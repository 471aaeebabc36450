//! Synchronization primitives: wait objects, sleeping mutexes, condition
//! variables, semaphores, rwlocks and the IRQ-safe ring buffer.

pub mod kcond;
pub mod kmutex;
pub mod ksem;
pub mod rwlock;
pub mod safe_ringbuf;
pub mod wobj;

pub use kcond::{KCond, KCOND_WAIT_FOREVER};
pub use kmutex::KMutex;
pub use ksem::KSem;
pub use rwlock::{RwLockRp, RwLockWp};
pub use safe_ringbuf::SafeRingbuf;
pub use wobj::{ChannelId, WaitObj, ANY_CHILD};
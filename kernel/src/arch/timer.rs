//! Generic tick counter fed by the per-arch timer interrupt.

use core::sync::atomic::{AtomicU64, Ordering};

static TICKS: AtomicU64 = AtomicU64::new(0);

/// Ticks elapsed since boot.
#[inline]
pub fn get_ticks() -> u64 {
    TICKS.load(Ordering::Relaxed)
}

/// Record one timer tick. Called from the timer IRQ handler only.
#[inline]
pub fn record_tick() -> u64 {
    TICKS.fetch_add(1, Ordering::Relaxed) + 1
}

#[cfg(test)]
pub fn test_advance_ticks(n: u64) {
    TICKS.fetch_add(n, Ordering::Relaxed);
}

Problem to work on
The line with "pub mod kcond;" marks where to start. Transcribe from there through the final line of the records, exactly and with nothing added.

Exercise answer
pub mod kcond;
pub mod kmutex;
pub mod ksem;
pub mod rwlock;
pub mod safe_ringbuf;
pub mod wobj;

pub use kcond::{KCond, KCOND_WAIT_FOREVER};
pub use kmutex::KMutex;
pub use ksem::KSem;
pub use rwlock::{RwLockRp, RwLockWp};
pub use safe_ringbuf::SafeRingbuf;
pub use wobj::{ChannelId, WaitObj, ANY_CHILD};
filename kernel/src/arch/timer.rs
//! Generic tick counter fed by the per-arch timer interrupt.

use core::sync::atomic::{AtomicU64, Ordering};

static TICKS: AtomicU64 = AtomicU64::new(0);

/// Ticks elapsed since boot.
#[inline]
pub fn get_ticks() -> u64 {
    TICKS.load(Ordering::Relaxed)
}

/// Record one timer tick. Called from the timer IRQ handler only.
#[inline]
pub fn record_tick() -> u64 {
    TICKS.fetch_add(1, Ordering::Relaxed) + 1
}

#[cfg(test)]
pub fn test_advance_ticks(n: u64) {
    TICKS.fetch_add(n, Ordering::Relaxed);
}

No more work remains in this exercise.